In the editor, Resources.FindObjectsOfTypeAll can be used to locate assets and scene objects.
All assets that are in a folder named "Resources" anywhere in the Assets folder can be accessed via the Resources.Load functions.
Multiple "Resources" folders may exist and when loading objects each will be examined.
In Unity you usually don't use path names to access assets, instead you expose a reference to an
asset by declaring a member-variable, and then assign it in the inspector.
When using this technique Unity can automatically calculate which assets are used when building a player.
This radically minimizes the size of your players to the assets that you actually use in the built game.
When you place assets in "Resources" folders this can not be done, thus all assets in the "Resources" folders will be included in a build.
Another disadvantage of using path names is that it leads to less reusable code since scripts will have specific hard coded requirements on where the used assets are placed.
On the other hand using references that are exposed in the inspector are self-documenting and immediately obvious to the user of your script.
However there are situations where it is more convenient to fetch an asset by its name instead of linking to it in the inspector.

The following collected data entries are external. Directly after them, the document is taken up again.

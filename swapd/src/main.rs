mod api;
mod client;
mod liquidity;
mod service;
mod util;

use std::process;
use std::sync::Arc;

use clap::Parser;
use hyper::server::conn::http1;
use hyper_util::rt::TokioIo;
use log::{error, info};
use tokio::net::TcpListener;
use tokio::signal::unix::SignalKind;
use tokio::sync::watch;

use crate::client::http::HttpSwapClient;
use crate::liquidity::{autolooper, LiquidityManager, SystemClock};
use crate::service::LiquidityService;
use crate::util::config::{load_config, ArgsConfig};

fn main() {
	let args = ArgsConfig::parse();

	let config = match load_config(&args) {
		Ok(config) => config,
		Err(e) => {
			eprintln!("Invalid configuration: {}", e);
			process::exit(-1);
		},
	};

	if let Err(e) = util::logger::init(config.log_level, config.log_file_path.as_deref()) {
		eprintln!("Failed to set up logging: {}", e);
		process::exit(-1);
	}

	let runtime = match tokio::runtime::Builder::new_multi_thread().enable_all().build() {
		Ok(runtime) => Arc::new(runtime),
		Err(e) => {
			eprintln!("Failed to setup tokio runtime: {}", e);
			process::exit(-1);
		},
	};

	let swap_client = match HttpSwapClient::new(&config.swap_server_url) {
		Ok(client) => Arc::new(client),
		Err(e) => {
			eprintln!("Failed to create swap client: {}", e);
			process::exit(-1);
		},
	};

	let manager =
		match LiquidityManager::new(swap_client, Arc::new(SystemClock), config.liquidity) {
			Ok(manager) => Arc::new(manager),
			Err(e) => {
				eprintln!("Invalid liquidity parameters: {}", e);
				process::exit(-1);
			},
		};

	runtime.block_on(async {
		let mut sigterm_stream = match tokio::signal::unix::signal(SignalKind::terminate()) {
			Ok(stream) => stream,
			Err(e) => {
				error!("Failed to register for SIGTERM stream: {}", e);
				process::exit(-1);
			},
		};

		let rest_svc_listener = TcpListener::bind(config.rest_service_addr)
			.await
			.expect("Failed to bind listening port");
		info!("swapd listening on {}", config.rest_service_addr);

		let (shutdown_tx, shutdown_rx) = watch::channel(false);
		let looper = tokio::spawn(autolooper::run(
			Arc::clone(&manager),
			config.tick_interval,
			shutdown_rx,
		));

		loop {
			tokio::select! {
				res = rest_svc_listener.accept() => {
					match res {
						Ok((stream, _)) => {
							let io_stream = TokioIo::new(stream);
							let liquidity_service = LiquidityService::new(Arc::clone(&manager));
							tokio::spawn(async move {
								if let Err(err) = http1::Builder::new()
									.serve_connection(io_stream, liquidity_service)
									.await
								{
									error!("Failed to serve connection: {}", err);
								}
							});
						},
						Err(e) => error!("Failed to accept connection: {}", e),
					}
				}
				_ = tokio::signal::ctrl_c() => {
					info!("Received CTRL-C, shutting down..");
					break;
				}
				_ = sigterm_stream.recv() => {
					info!("Received SIGTERM, shutting down..");
					break;
				}
			}
		}

		let _ = shutdown_tx.send(true);
		let _ = looper.await;
	});

	info!("Shutdown complete..");
}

Essentially whenever it is inconvenient to assign the reference to the object in the inspector.
For example you might want to create a game object procedurally from a script and for example assign a texture to a procedurally generated mesh.
Some loaded assets, most notably textures, can use up memory even when no instance exists in the scene. To reclaim this memory when the asset is no longer needed, you can use Resources.UnloadUnusedAssets.